4 is still on the young side to go into a booster seat, I'd just keep him in a 5 point harness.

LegoHouse274 · 20/12/2024 22:01

Hmm, are you sure the harness is tight enough if he can get his arms out? Sorry, don't mean to sound patronising, I'm just thinking of how tightly we do our kids harnesses to keep them safe and snug and I'm not sure they would physically be able to remove their arms from them tbh. But i don't think they have ever tried before and I appreciate some children are pretty creative when they set their minds to something!

I agree btw OP I'm sorry you're getting such a hard time on here! I've certainly been in other situations with my kids where I've been at a loss as to how to get them to comply with something. And I agree a lot of the strategies people suggest to manage behaviour are often only suitable if the non-compliant child is alone otherwise they also punish any other accompanying children unfairly. So there's not always a great answer.

Nosnowjustrainandwind · 20/12/2024 22:04

No it’s helpful. I constantly fret I’m doing it wrong. He does seem really good at getting his arms out: to be fair to him unless he’s in an exceptionally obtuse mood he will put his arms back in the straps if I tell him to.
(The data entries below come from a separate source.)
use crate::chip8::config::{KEY_COUNT, SCREEN_HEIGHT, SCREEN_WIDTH};

/// Monochrome 64x32 pixel grid the draw instruction plots into.
pub trait PixelSurface {
    /// XOR-toggle the cell at `(x mod width, y mod height)`. Returns true
    /// when the cell became unset, which the executor reports as a sprite
    /// collision in VF.
    fn set_pixel(&mut self, x: usize, y: usize) -> bool;

    fn clear(&mut self);

    /// Flush pixel state to the visible surface. Called once per scheduler
    /// tick.
    fn present(&mut self);
}

/// Current key state, polled by the Ex9E/ExA1 skip instructions.
pub trait KeySource {
    /// Whether the key with logical code 0x0-0xF is held. Codes outside the
    /// pad report not-pressed.
    fn is_pressed(&self, code: u8) -> bool;
}

/// Single fixed-frequency tone, gated by the sound timer.
pub trait ToneEmitter {
    fn start(&mut self, frequency_hz: u16);
    fn stop(&mut self);
}

/// In-memory pixel grid. The windowed host redraws from it every frame;
/// `present` has nothing to flush.
#[derive(Debug, Clone)]
pub struct FrameBuffer {
    pixels: [u8; SCREEN_WIDTH * SCREEN_HEIGHT],
}

impl Default for FrameBuffer {
    fn default() -> Self {
        Self {
            pixels: [0; SCREEN_WIDTH * SCREEN_HEIGHT],
        }
    }
}

impl FrameBuffer {
    pub fn new() -> Self {
        Self::default()
    }

    pub fn pixels(&self) -> &[u8] {
        &self.pixels
    }

    pub fn is_lit(&self, x: usize, y: usize) -> bool {
        self.pixels[(x % SCREEN_WIDTH) + (y % SCREEN_HEIGHT) * SCREEN_WIDTH] == 1
    }
}

impl PixelSurface for FrameBuffer {
    fn set_pixel(&mut self, x: usize, y: usize) -> bool {
        let location = (x % SCREEN_WIDTH) + (y % SCREEN_HEIGHT) * SCREEN_WIDTH;
        self.pixels[location] ^= 1;
        self.pixels[location] == 0
    }

    fn clear(&mut self) {
        self.pixels = [0; SCREEN_WIDTH * SCREEN_HEIGHT];
    }

    fn present(&mut self) {}
}

/// Key-state flags for the 16-key hex pad, updated by the host from its own
/// input events.
#[derive(Debug, Clone, Copy, Default)]
pub struct Keypad {
    pressed: [bool; KEY_COUNT],
}

impl Keypad {
    pub fn new() -> Self {
        Self::default()
    }

    pub fn set_key(&mut self, code: u8, down: bool) {
        if (code as usize) < KEY_COUNT {
            self.pressed[code as usize] = down;
        }
    }
}

impl KeySource for Keypad {
    fn is_pressed(&self, code: u8) -> bool {
        (code as usize) < KEY_COUNT && self.pressed[code as usize]
    }
}

/// Tone emitter that discards start/stop requests. Used by the headless
/// runner.
#[derive(Debug, Clone, Copy, Default)]
pub struct NullTone;

impl ToneEmitter for NullTone {
    fn start(&mut self, _frequency_hz: u16) {}

    fn stop(&mut self) {}
}
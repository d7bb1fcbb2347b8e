use rand::random;

use crate::chip8::config::{Chip8Config, GLYPH_SIZE, MEMORY_SIZE};
use crate::chip8::error::Chip8Error;
use crate::chip8::ports::{KeySource, PixelSurface};
use crate::chip8::state::EmulatorState;

const ADDRESS_MASK: usize = MEMORY_SIZE - 1;
const SPRITE_WIDTH: usize = 8;

fn x_register_index(opcode: u16) -> usize {
    ((opcode & 0x0F00) >> 8) as usize
}

fn y_register_index(opcode: u16) -> usize {
    ((opcode & 0x00F0) >> 4) as usize
}

fn address_nnn(opcode: u16) -> u16 {
    opcode & 0x0FFF
}

fn byte_nn(opcode: u16) -> u8 {
    (opcode & 0x00FF) as u8
}

fn nibble_n(opcode: u16) -> u8 {
    (opcode & 0x000F) as u8
}

// Instruction addresses wrap in the 12-bit space; there is no out-of-range
// access to report.
fn read_byte(state: &EmulatorState, address: usize) -> u8 {
    state.memory[address & ADDRESS_MASK]
}

fn write_byte(state: &mut EmulatorState, address: usize, value: u8) {
    state.memory[address & ADDRESS_MASK] = value;
}

fn advance_pc(state: &mut EmulatorState) {
    state.pc = (state.pc + 2) & ADDRESS_MASK as u16;
}

/// Address the current opcode was fetched from, for error reports.
fn instruction_pc(state: &EmulatorState) -> u16 {
    state.pc.wrapping_sub(2) & ADDRESS_MASK as u16
}

/// One fetch-decode-execute step. Does nothing while a key wait is pending.
pub fn step(
    state: &mut EmulatorState,
    cfg: Chip8Config,
    display: &mut dyn PixelSurface,
    keys: &dyn KeySource,
) -> Result<(), Chip8Error> {
    if state.pending_key_wait.is_some() {
        return Ok(());
    }

    let pc = state.pc as usize & ADDRESS_MASK;
    let opcode = ((state.memory[pc] as u16) << 8) | state.memory[(pc + 1) & ADDRESS_MASK] as u16;
    advance_pc(state);

    execute_opcode(state, opcode, cfg, display, keys)
}

/// Decode and execute a single opcode. Public so tests can drive individual
/// instructions without staging them in memory.
pub fn execute_opcode(
    state: &mut EmulatorState,
    opcode: u16,
    cfg: Chip8Config,
    display: &mut dyn PixelSurface,
    keys: &dyn KeySource,
) -> Result<(), Chip8Error> {
    state.op = opcode;

    match opcode & 0xF000 {
        0x0000 => handle_family_0(state, opcode, display),
        0x1000 => {
            state.pc = address_nnn(opcode);
            Ok(())
        }
        0x2000 => {
            if let Some(limit) = cfg.stack_limit {
                if state.stack.len() >= limit {
                    return Err(Chip8Error::CallDepthExceeded {
                        pc: instruction_pc(state),
                        opcode,
                        limit,
                    });
                }
            }
            state.stack.push(state.pc);
            state.pc = address_nnn(opcode);
            Ok(())
        }
        0x3000 => {
            if state.registers[x_register_index(opcode)] == byte_nn(opcode) {
                advance_pc(state);
            }
            Ok(())
        }
        0x4000 => {
            if state.registers[x_register_index(opcode)] != byte_nn(opcode) {
                advance_pc(state);
            }
            Ok(())
        }
        // The original interpreter never looks at the low nibble of the
        // 5xy0 and 9xy0 families; keep that lenient decoding.
        0x5000 => {
            if state.registers[x_register_index(opcode)]
                == state.registers[y_register_index(opcode)]
            {
                advance_pc(state);
            }
            Ok(())
        }
        0x6000 => {
            state.registers[x_register_index(opcode)] = byte_nn(opcode);
            Ok(())
        }
        0x7000 => {
            let x_reg = x_register_index(opcode);
            state.registers[x_reg] = state.registers[x_reg].wrapping_add(byte_nn(opcode));
            Ok(())
        }
        0x8000 => handle_family_8(state, opcode),
        0x9000 => {
            if state.registers[x_register_index(opcode)]
                != state.registers[y_register_index(opcode)]
            {
                advance_pc(state);
            }
            Ok(())
        }
        0xA000 => {
            state.index = address_nnn(opcode);
            Ok(())
        }
        0xB000 => {
            state.pc =
                (address_nnn(opcode) + state.registers[0] as u16) & ADDRESS_MASK as u16;
            Ok(())
        }
        0xC000 => {
            state.registers[x_register_index(opcode)] = random::<u8>() & byte_nn(opcode);
            Ok(())
        }
        0xD000 => {
            handle_opcode_dxyn_draw(state, opcode, display);
            Ok(())
        }
        0xE000 => handle_family_e(state, opcode, keys),
        0xF000 => handle_family_f(state, opcode),
        // All sixteen top-nibble families are handled above; kept for match
        // exhaustiveness over u16.
        _ => Err(Chip8Error::UnrecognizedInstruction {
            pc: instruction_pc(state),
            opcode,
        }),
    }
}

fn handle_family_0(
    state: &mut EmulatorState,
    opcode: u16,
    display: &mut dyn PixelSurface,
) -> Result<(), Chip8Error> {
    match opcode {
        0x00E0 => {
            display.clear();
            Ok(())
        }
        0x00EE => {
            let ret = state.stack.pop().ok_or(Chip8Error::StackUnderflow {
                pc: instruction_pc(state),
                opcode,
            })?;
            state.pc = ret;
            Ok(())
        }
        // Machine-code routines of the host hardware; no-ops in this dialect.
        _ => Ok(()),
    }
}

fn handle_family_8(state: &mut EmulatorState, opcode: u16) -> Result<(), Chip8Error> {
    let x_reg = x_register_index(opcode);
    let y_reg = y_register_index(opcode);
    let vx = state.registers[x_reg];
    let vy = state.registers[y_reg];

    match nibble_n(opcode) {
        0x0 => {
            state.registers[x_reg] = vy;
            Ok(())
        }
        0x1 => {
            state.registers[x_reg] = vx | vy;
            Ok(())
        }
        0x2 => {
            state.registers[x_reg] = vx & vy;
            Ok(())
        }
        0x3 => {
            state.registers[x_reg] = vx ^ vy;
            Ok(())
        }
        0x4 => {
            let (result, carry) = vx.overflowing_add(vy);
            state.registers[0xF] = u8::from(carry);
            state.registers[x_reg] = result;
            Ok(())
        }
        // Borrow flags compare strictly; Vx == Vy leaves VF at 0.
        0x5 => {
            state.registers[0xF] = u8::from(vx > vy);
            state.registers[x_reg] = vx.wrapping_sub(vy);
            Ok(())
        }
        0x6 => {
            state.registers[0xF] = vx & 0x1;
            state.registers[x_reg] = vx >> 1;
            Ok(())
        }
        0x7 => {
            state.registers[0xF] = u8::from(vy > vx);
            state.registers[x_reg] = vy.wrapping_sub(vx);
            Ok(())
        }
        // VF takes the raw masked high bit (0 or 0x80), not a normalized
        // 0/1; programs exist that depend on the unnormalized value.
        0xE => {
            state.registers[0xF] = vx & 0x80;
            state.registers[x_reg] = vx << 1;
            Ok(())
        }
        _ => Err(Chip8Error::UnrecognizedInstruction {
            pc: instruction_pc(state),
            opcode,
        }),
    }
}

fn handle_opcode_dxyn_draw(state: &mut EmulatorState, opcode: u16, display: &mut dyn PixelSurface) {
    let x_origin = state.registers[x_register_index(opcode)] as usize;
    let y_origin = state.registers[y_register_index(opcode)] as usize;
    let height = nibble_n(opcode) as usize;

    state.registers[0xF] = 0;

    for row in 0..height {
        let sprite_row = read_byte(state, state.index as usize + row);

        for col in 0..SPRITE_WIDTH {
            if (sprite_row >> (SPRITE_WIDTH - 1 - col)) & 0x1 == 0 {
                continue;
            }
            if display.set_pixel(x_origin + col, y_origin + row) {
                state.registers[0xF] = 1;
            }
        }
    }
}

fn handle_family_e(
    state: &mut EmulatorState,
    opcode: u16,
    keys: &dyn KeySource,
) -> Result<(), Chip8Error> {
    let code = state.registers[x_register_index(opcode)];

    match byte_nn(opcode) {
        0x9E => {
            if keys.is_pressed(code) {
                advance_pc(state);
            }
            Ok(())
        }
        0xA1 => {
            if !keys.is_pressed(code) {
                advance_pc(state);
            }
            Ok(())
        }
        _ => Err(Chip8Error::UnrecognizedInstruction {
            pc: instruction_pc(state),
            opcode,
        }),
    }
}

fn handle_family_f(state: &mut EmulatorState, opcode: u16) -> Result<(), Chip8Error> {
    let x_reg = x_register_index(opcode);

    match byte_nn(opcode) {
        0x07 => {
            state.registers[x_reg] = state.delay_timer;
            Ok(())
        }
        0x0A => {
            state.pending_key_wait = Some(x_reg);
            Ok(())
        }
        0x15 => {
            state.delay_timer = state.registers[x_reg];
            Ok(())
        }
        0x18 => {
            state.sound_timer = state.registers[x_reg];
            Ok(())
        }
        // I keeps whatever it accumulates past 12 bits; memory accesses mask
        // it back into range.
        0x1E => {
            state.index = state.index.wrapping_add(state.registers[x_reg] as u16);
            Ok(())
        }
        0x29 => {
            state.index = state.registers[x_reg] as u16 * GLYPH_SIZE as u16;
            Ok(())
        }
        0x33 => {
            let value = state.registers[x_reg];
            let base = state.index as usize;
            write_byte(state, base, value / 100);
            write_byte(state, base + 1, (value % 100) / 10);
            write_byte(state, base + 2, value % 10);
            Ok(())
        }
        0x55 => {
            let base = state.index as usize;
            for offset in 0..=x_reg {
                write_byte(state, base + offset, state.registers[offset]);
            }
            Ok(())
        }
        0x65 => {
            let base = state.index as usize;
            for offset in 0..=x_reg {
                state.registers[offset] = read_byte(state, base + offset);
            }
            Ok(())
        }
        _ => Err(Chip8Error::UnrecognizedInstruction {
            pc: instruction_pc(state),
            opcode,
        }),
    }
}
I've certainly been in other situations with my kids where I've been at a loss as to how to get them to comply with something

I hope this doesn’t sound ridiculous but I could kiss you for saying this as I just feel like the worlds shittest parent but honestly blowing up at him doesn’t work and not going to places doesn’t work (and really isn’t practical especially living where we do) …

OP posts:
waterfalls123 · 20/12/2024 22:11

All these people saying 'just keep him harnessed' I really hope they are all rear facing their children.
Because for a high centile 4 yr old, forward facing in a harness will be more dangerous than the HBB!

Sympathy though OP, we've had to move my 4 yr old into a HBB from rear facing as they would kick the mirror out of the way (in the middle head rest) and remove their harness (with a besafe anti escape clip) so I thought it's better I can see what they are doing!!